In het derde jaar van de eerste wereldoorlog stortte het tsarenrijkdom in. Veel grondgebied was verloren, er waren bloedvergieten en armoede. Hiermee begon de februarirevolutie in 1917. Legereenheden luisterde niet naar de tsaar, de Doema vormde een voorlopige regering en de arbeiders kozen hun eigen raad. Hierdoor trad de tsaar af. Er ontstonden twee regeringen: de Doema, vertegenwoordiger van de bezittende klasse, en de Petersburgse Sovjet, die de lagere klasse vertegenwoordigde. Lenin was vanuit Zwitserland naar Rusland gekomen. Hij wilde samenwerking tussen de twee partijen, maar de sovjets moesten alle macht krijgen. Hij wilde land, vrede en brood. Toch verslechterde de voedselsituatie waardoor de bolsjewieken populairder werden. Op 25 oktober pleegden de bolsjewieken een staatgreep: het begin van de oktoberrevolutie. Ze gingen het winterpaleis in Sint Petersburg binnen en grepen de macht.

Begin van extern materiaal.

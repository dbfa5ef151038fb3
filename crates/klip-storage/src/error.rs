//! Storage error types.

use thiserror::Error;

pub type StorageResult<T> = Result<T, StorageError>;

#[derive(Debug, Error)]
pub enum StorageError {
    #[error("failed to configure storage client: {0}")]
    Config(String),

    #[error("object not found: {0}")]
    NotFound(String),

    #[error("upload failed: {0}")]
    UploadFailed(String),

    #[error("download failed: {0}")]
    DownloadFailed(String),

    #[error("delete failed: {0}")]
    DeleteFailed(String),

    #[error("invalid key segment: {0}")]
    InvalidKey(String),

    #[error("IO error: {0}")]
    Io(#[from] std::io::Error),

    #[error("storage backend error: {0}")]
    Sdk(String),
}

impl StorageError {
    pub fn config(msg: impl Into<String>) -> Self {
        Self::Config(msg.into())
    }

    pub fn not_found(key: impl Into<String>) -> Self {
        Self::NotFound(key.into())
    }
}
use dioxus::prelude::*;

use crate::components::controls::DownloadButton;
use crate::locale::{ui_strings, Locale};

const APP_LOGO: Asset = asset!("/assets/img/ideashell-logo.svg");

/// Sticky header with the app identity and a compact Get-App button.
/// Hidden entirely when the page runs inside the app's own webview.
#[component]
pub fn AppHeader(locale: Locale) -> Element {
    let strings = ui_strings(locale);

    rsx! {
        div {
            class: "app-header",
            div {
                class: "app-identity",
                img {
                    class: "app-logo",
                    src: APP_LOGO,
                    alt: "ideaShell"
                }
                div {
                    class: "app-names",
                    div { class: "app-name", "ideaShell" }
                    span { class: "app-slug", "{strings.header_slug}" }
                }
            }
            DownloadButton {
                locale,
                label: strings.get_app.to_string(),
                compact: true
            }
        }
    }
}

§ 2. Van burgeroorlog naar NEP
De Bolsjewieken kwamen voort uit de sociaal-democratie. Dit viel uiteen tot bolsjewieken en mensjewieken. Ze volgde beide de ideeën van Karl Marx: hij wilde een klassenloze samenleving, iedereen moest gelijk zijn. De mensjewieken en bosjewieken vatten de ideeën van Marx beide anders op:
- Bolsjewieken: zo snel mogelijk een socialistische revolutie
- Mensjewieken: eerst bourgeoisie de macht, om mee te werken aan de opbouw van de burgerlijke democratie en een kapitalistische economie, pas daarna een revolutie.
De socialistische revolutie van Lenin en de Bosjewieken moest gelijk een wereldrevolutie worden. Hiermee noemden de bolsjewieken zich voortaan communisten. Na de oktoberrevolutie brak een burgeroorlog uit. Partijen streden om de macht. Het Rode Leger van de bolsjewieken kreeg uiteindelijk de macht. Vanaf 1922 heette Rusland voortaan Sovjet-Unie. Wel waren vele mensen vermoord: de rode terreur, dit was om af te rekenen met de klassenvijand. Iedereen werd gelijk aan elkaar, ook de vrouwen kregen rechten, maar de economie stortte in. De industrie viel stil. De boeren wilde geen graan meer verkopen omdat ze er niets meer aan verdienden. Hierdoor ontstond het oorlogscommunisme. De staat kreeg alles in handen. Hierdoor kwamen boeren, matrozen en arbeiders in opstand. Lenin voerde als verbetering in 1921 de Nieuwe Economische Politiek (NEP) in. De industrie en banken waren van de overheid, maar boeren konden weer zelf hun overschotten verkopen op de markt.
§ 3. Een korte adempauze
Door de NEP herstelde de economie zich snel. Maar de communisten waren ertegen. Dit was tegen het socialistische systeem. Toen Lenin overleed schafte Stalin de NEP af. Hij werd secretaris generaal en zorgde dat zijn vijanden werden uitgeschakeld.
Stalin schafte de NEP af om 4 redenen:
- Zodat hij leider kon worden.
- Om ervoor te zorgen dat de communisten in de meerderheid kwamen
- Industrialisatie van onderop was volgens hem onmogelijk
- Hij wilde Rusland beschermen tegen het buitenland.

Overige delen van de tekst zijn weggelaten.